[RFC][PATCH] net/bpfilter: Remove this broken and apparently unmantained
Casey Schaufler
casey at schaufler-ca.com
Wed Jun 10 16:24:35 UTC 2020
On 6/10/2020 12:30 AM, Tetsuo Handa wrote:
> Forwarding to LSM-ML. Security people, any comments?
>
> On 2020/06/10 12:32, Alexei Starovoitov wrote:
>> On Wed, Jun 10, 2020 at 12:08:20PM +0900, Tetsuo Handa wrote:
>>> On 2020/06/10 9:05, Alexei Starovoitov wrote:
>>>> I think you're still missing that usermode_blob is completely fs-less.
>>>> It doesn't need any fs to work.
>>> fork_usermode_blob() allows usage like fork_usermode_blob("#!/bin/sh").
>>> A problem for LSMs is not "It doesn't need any fs to work." but "It can access any fs and
>>> it can issue arbitrary syscalls.".
>>>
>>> LSM modules switch their security context upon execve(), based on available information like
>>> "What is the !AT_SYMLINK_NOFOLLOW pathname for the requested program passed to execve()?",
>>> "What is the AT_SYMLINK_NOFOLLOW pathname for the requested program passed to execve()?",
>>> "What are argv[]/envp[] for the requested program passed to execve()?", "What is the inode's
>>> security context passed to execve()?" etc. And file-less execve() request (a.k.a.

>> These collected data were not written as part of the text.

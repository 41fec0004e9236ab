//! The instruction tree: structured instructions with symbolic operands.
//!
//! Labels are pseudo-instructions interleaved with real ones, so a
//! position in a method's `Vec<Insn>` identifies an instruction and jump
//! targets survive arbitrary edits. Compact encodings (`iload_2`,
//! `ldc_w`, wide forms) are normalization details of the reader/writer
//! and never appear here.

use std::fmt;

use crate::opcode::Opcode;

/// An opaque label. Allocated per method; see
/// [`crate::node::MethodNode::new_label`].
#[derive(Debug, Clone, Copy, PartialEq, Eq, Hash, PartialOrd, Ord)]
pub struct LabelId(pub u32);

impl fmt::Display for LabelId {
    fn fmt(&self, f: &mut fmt::Formatter<'_>) -> fmt::Result {
        write!(f, "L{}", self.0)
    }
}

/// Method handle kinds (JVMS table 5.4.3.5-A).
#[derive(Debug, Clone, Copy, PartialEq, Eq, Hash)]
pub enum HandleKind {
    GetField,
    GetStatic,
    PutField,
    PutStatic,
    InvokeVirtual,
    InvokeStatic,
    InvokeSpecial,
    NewInvokeSpecial,
    InvokeInterface,
}

impl HandleKind {
    pub fn from_byte(byte: u8) -> Option<Self> {
        Some(match byte {
            1 => Self::GetField,
            2 => Self::GetStatic,
            3 => Self::PutField,
            4 => Self::PutStatic,
            5 => Self::InvokeVirtual,
            6 => Self::InvokeStatic,
            7 => Self::InvokeSpecial,
            8 => Self::NewInvokeSpecial,
            9 => Self::InvokeInterface,
            _ => return None,
        })
    }

    pub fn byte(self) -> u8 {
        match self {
            Self::GetField => 1,
            Self::GetStatic => 2,
            Self::PutField => 3,
            Self::PutStatic => 4,
            Self::InvokeVirtual => 5,
            Self::InvokeStatic => 6,
            Self::InvokeSpecial => 7,
            Self::NewInvokeSpecial => 8,
            Self::InvokeInterface => 9,
        }
    }

    /// Field-handle kinds reference a Fieldref entry, the rest a Methodref.
    pub fn refers_to_field(self) -> bool {
        matches!(
            self,
            Self::GetField | Self::GetStatic | Self::PutField | Self::PutStatic
        )
    }
}

/// A symbolic field or method handle.
#[derive(Debug, Clone, PartialEq, Eq, Hash)]
pub struct Handle {
    pub kind: HandleKind,
    pub owner: String,
    pub name: String,
    pub descriptor: String,
    pub interface: bool,
}

impl fmt::Display for Handle {
    fn fmt(&self, f: &mut fmt::Formatter<'_>) -> fmt::Result {
        write!(f, "{}.{}{}", self.owner, self.name, self.descriptor)
    }
}

/// A loadable constant.
#[derive(Debug, Clone, PartialEq)]
pub enum Const {
    Int(i32),
    Long(i64),
    Float(f32),
    Double(f64),
    Str(String),
    Class(String),
    MethodHandle(Handle),
    MethodType(String),
    /// A `CONSTANT_Dynamic` constant, carried for fidelity.
    Dynamic(Box<CallSite>),
}

impl Const {
    /// Operand-stack slots when loaded.
    pub fn slots(&self) -> u16 {
        match self {
            Const::Long(_) | Const::Double(_) => 2,
            _ => 1,
        }
    }
}

impl fmt::Display for Const {
    fn fmt(&self, f: &mut fmt::Formatter<'_>) -> fmt::Result {
        match self {
            Const::Int(v) => write!(f, "{v}"),
            Const::Long(v) => write!(f, "{v}L"),
            Const::Float(v) => write!(f, "{v}f"),
            Const::Double(v) => write!(f, "{v}d"),
            Const::Str(s) => write!(f, "{s:?}"),
            Const::Class(name) => write!(f, "{name}.class"),
            Const::MethodHandle(h) => write!(f, "handle {h}"),
            Const::MethodType(d) => write!(f, "type {d}"),
            Const::Dynamic(cs) => write!(f, "condy {}:{}", cs.name, cs.descriptor),
        }
    }
}

/// The symbolic form of a dynamic call site (or dynamic constant): the
/// invoked name/descriptor plus the bootstrap method and its static
/// arguments. The writer interns the `BootstrapMethods` entry on emit.
#[derive(Debug, Clone, PartialEq)]
pub struct CallSite {
    pub name: String,
    pub descriptor: String,
    pub bootstrap: Handle,
    pub args: Vec<Const>,
}

/// Element types for `newarray`.
#[derive(Debug, Clone, Copy, PartialEq, Eq)]
pub enum ArrayType {
    Boolean,
    Char,
    Float,
    Double,
    Byte,
    Short,
    Int,
    Long,
}

impl ArrayType {
    pub fn from_byte(byte: u8) -> Option<Self> {
        Some(match byte {
            4 => Self::Boolean,
            5 => Self::Char,
            6 => Self::Float,
            7 => Self::Double,
            8 => Self::Byte,
            9 => Self::Short,
            10 => Self::Int,
            11 => Self::Long,
            _ => return None,
        })
    }

    pub fn byte(self) -> u8 {
        match self {
            Self::Boolean => 4,
            Self::Char => 5,
            Self::Float => 6,
            Self::Double => 7,
            Self::Byte => 8,
            Self::Short => 9,
            Self::Int => 10,
            Self::Long => 11,
        }
    }
}

/// One instruction (or label pseudo-instruction) in a method body.
#[derive(Debug, Clone, PartialEq)]
pub enum Insn {
    /// A position marker; never emitted as bytes.
    Label(LabelId),
    /// Any opcode without operands (`nop`, `iconst_0`, `iadd`, `return`, ...).
    Simple(Opcode),
    /// `bipush` / `sipush`.
    PushInt { op: Opcode, value: i32 },
    /// A constant load; the writer picks `ldc`/`ldc_w`/`ldc2_w`.
    LoadConst(Const),
    /// Local variable access (`*load`, `*store`, `ret`), wide-normalized.
    Local { op: Opcode, index: u16 },
    /// `iinc`, wide-normalized.
    Iinc { index: u16, delta: i16 },
    /// Field access (`getstatic`, `putstatic`, `getfield`, `putfield`).
    Field {
        op: Opcode,
        owner: String,
        name: String,
        descriptor: String,
    },
    /// Method invocation except `invokedynamic`.
    Method {
        op: Opcode,
        owner: String,
        name: String,
        descriptor: String,
        interface: bool,
    },
    /// `invokedynamic`.
    InvokeDynamic(CallSite),
    /// All branches; `goto_w`/`jsr_w` are normalized to `goto`/`jsr` and
    /// re-widened on write only when the offset demands it.
    Jump { op: Opcode, target: LabelId },
    Tableswitch {
        default: LabelId,
        low: i32,
        high: i32,
        targets: Vec<LabelId>,
    },
    Lookupswitch {
        default: LabelId,
        pairs: Vec<(i32, LabelId)>,
    },
    /// `new`, `anewarray`, `checkcast`, `instanceof`.
    Type { op: Opcode, class_name: String },
    /// `newarray`.
    NewArray(ArrayType),
    /// `multianewarray`.
    MultiANewArray { descriptor: String, dims: u8 },
}

impl Insn {
    /// The opcode, if this is a real instruction.
    pub fn opcode(&self) -> Option<Opcode> {
        match self {
            Insn::Label(_) => None,
            Insn::Simple(op)
            | Insn::PushInt { op, .. }
            | Insn::Local { op, .. }
            | Insn::Field { op, .. }
            | Insn::Method { op, .. }
            | Insn::Jump { op, .. }
            | Insn::Type { op, .. } => Some(*op),
            Insn::LoadConst(c) => Some(if c.slots() == 2 {
                Opcode::Ldc2W
            } else {
                Opcode::Ldc
            }),
            Insn::Iinc { .. } => Some(Opcode::Iinc),
            Insn::InvokeDynamic(_) => Some(Opcode::Invokedynamic),
            Insn::Tableswitch { .. } => Some(Opcode::Tableswitch),
            Insn::Lookupswitch { .. } => Some(Opcode::Lookupswitch),
            Insn::NewArray(_) => Some(Opcode::Newarray),
            Insn::MultiANewArray { .. } => Some(Opcode::Multianewarray),
        }
    }

    /// Labels this instruction references (not the label it *is*).
    pub fn referenced_labels(&self) -> Vec<LabelId> {
        match self {
            Insn::Jump { target, .. } => vec![*target],
            Insn::Tableswitch { default, targets, .. } => {
                let mut all = vec![*default];
                all.extend_from_slice(targets);
                all
            }
            Insn::Lookupswitch { default, pairs } => {
                let mut all = vec![*default];
                all.extend(pairs.iter().map(|(_, l)| *l));
                all
            }
            _ => Vec::new(),
        }
    }
}

impl fmt::Display for Insn {
    fn fmt(&self, f: &mut fmt::Formatter<'_>) -> fmt::Result {
        match self {
            Insn::Label(l) => write!(f, "{l}:"),
            Insn::Simple(op) => write!(f, "{op}"),
            Insn::PushInt { op, value } => write!(f, "{op} {value}"),
            Insn::LoadConst(c) => write!(f, "ldc {c}"),
            Insn::Local { op, index } => write!(f, "{op} {index}"),
            Insn::Iinc { index, delta } => write!(f, "iinc {index} {delta:+}"),
            Insn::Field { op, owner, name, descriptor } => {
                write!(f, "{op} {owner}.{name} : {descriptor}")
            }
            Insn::Method { op, owner, name, descriptor, .. } => {
                write!(f, "{op} {owner}.{name}{descriptor}")
            }
            Insn::InvokeDynamic(cs) => {
                write!(f, "invokedynamic {}{} bsm={}", cs.name, cs.descriptor, cs.bootstrap)
            }
            Insn::Jump { op, target } => write!(f, "{op} {target}"),
            Insn::Tableswitch { default, low, high, .. } => {
                write!(f, "tableswitch [{low}..{high}] default={default}")
            }
            Insn::Lookupswitch { default, pairs } => {
                write!(f, "lookupswitch ({} keys) default={default}", pairs.len())
            }
            Insn::Type { op, class_name } => write!(f, "{op} {class_name}"),
            Insn::NewArray(ty) => write!(f, "newarray {ty:?}"),
            Insn::MultiANewArray { descriptor, dims } => {
                write!(f, "multianewarray {descriptor} dims={dims}")
            }
        }
    }
}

>>> fork_usermode_blob()) makes pathname information (which pathname-based LSMs depend on)
>>> unavailable.
>>>
>>> Since fork_usermode_blob() can execute arbitrary code in userspace, fork_usermode_blob() can
>>> allow execution of e.g. statically linked HTTP server and statically linked DBMS server, without
>>> giving LSM modules a chance to understand the intent of individual file-less execve() request.
>>> If many different statically linked programs were executed via fork_usermode_blob(), how LSM
>>> modules can determine whether a syscall from a file-less process should be permitted/denied?
>> What you're saying is tomoyo doesn't trust kernel modules that are built-in
>> as part of vmlinux and doesn't trust vmlinux build.
>> I cannot really comprehend that since it means that tomoyo doesn't trust itself.
That's not a rational conclusion.
>>> By the way, TOMOYO LSM wants to know meaningful AT_SYMLINK_NOFOLLOW pathname and !AT_SYMLINK_NOFOLLOW
>>> pathname, and currently there is no API for allow obtaining both pathnames atomically. But that is a
>>> different problem, for what this mail thread is discussing would be whether we can avoid file-less
>>> execve() request (i.e. get rid of fork_usermode_blob()).
>> tomoyo does path name resolution as a string and using that for security?
>> I'm looking at tomoyo_realpath*() and tomoyo_pathcmp(). Ouch.
>> Path based security is anti pattern of security.
>> I didn't realize tomoyo so broken.
A lawyer would respond "asked and answered". This argument is
old. We had it in the 1980's with Unix systems. While you can't
identify a *object* using a path name, you can and must use a
path name to identify *user intentions*. If that were not the case
the audit system would be massively less sophisticated. Whether
path name based controls are valuable on a system with the
namespace characteristics of Linux (complete anarchy) is in the
eye of the beholder.
We have Linux Security Modules (LSM) because, as Linus put it,
"security people are insane" and incapable of agreeing on anything.
Security is inherently subjective. AppArmor make some people feel safe,
while others like SELinux. I understand that eBPF is now the cat's
pajamas. We don't go ripping out existing security just because
someone thinks poorly of it. Security features don't go in all that
often without some malice aforethought.